> [Exercise brief]
Copy every line from the records that holds the word "clone".

(Saved data entries)
■ ■ ■ ■

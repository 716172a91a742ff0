//! Delayed republishing of failed work items.

use std::sync::atomic::{AtomicUsize, Ordering};
use std::sync::Arc;
use std::time::Duration;

use tokio_util::sync::CancellationToken;
use tracing::{error, info, warn};

use newsfeat_core::{ArticleId, WorkPublisher};

/// Owns the timers for pending republishes.
///
/// Each scheduled retry runs as its own task, so a long backoff never holds
/// up the consumer. Cancelling the token aborts every pending republish; the
/// rejected copy of each one remains in the dead-letter queue.
pub struct RetryScheduler {
    publisher: Arc<dyn WorkPublisher>,
    cancel: CancellationToken,
    pending: Arc<AtomicUsize>,
}

impl RetryScheduler {
    pub fn new(publisher: Arc<dyn WorkPublisher>, cancel: CancellationToken) -> Self {
        Self {
            publisher,
            cancel,
            pending: Arc::new(AtomicUsize::new(0)),
        }
    }

    /// Republish `article_id` with `retry_count` after `delay`.
    pub fn schedule(&self, article_id: ArticleId, retry_count: u32, delay: Duration) {
        let publisher = self.publisher.clone();
        let cancel = self.cancel.clone();
        let pending = self.pending.clone();

        pending.fetch_add(1, Ordering::SeqCst);
        tokio::spawn(async move {
            tokio::select! {
                _ = cancel.cancelled() => {
                    warn!(
                        subsystem = "jobs",
                        component = "retry",
                        article_id,
                        retry_count,
                        "Pending republish aborted by shutdown"
                    );
                }
                _ = tokio::time::sleep(delay) => {
                    match publisher.publish(article_id, retry_count).await {
                        Ok(()) => info!(
                            subsystem = "jobs",
                            component = "retry",
                            article_id,
                            retry_count,
                            "Republished for retry"
                        ),
                        Err(e) => error!(
                            subsystem = "jobs",
                            component = "retry",
                            article_id,
                            retry_count,
                            error = %e,
                            "Republish failed, item remains dead-lettered"
                        ),
                    }
                }
            }
            pending.fetch_sub(1, Ordering::SeqCst);
        });
    }

    /// Republishes still waiting on their timer.
    pub fn pending(&self) -> usize {
        self.pending.load(Ordering::SeqCst)
    }

    /// Abort all pending republishes.
    pub fn shutdown(&self) {
        self.cancel.cancel();
    }
}

impl Drop for RetryScheduler {
    fn drop(&mut self) {
        self.cancel.cancel();
    }
}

■ ■ ■ ■

> [Completed exercise]
        let publisher = self.publisher.clone();
        let cancel = self.cancel.clone();
        let pending = self.pending.clone();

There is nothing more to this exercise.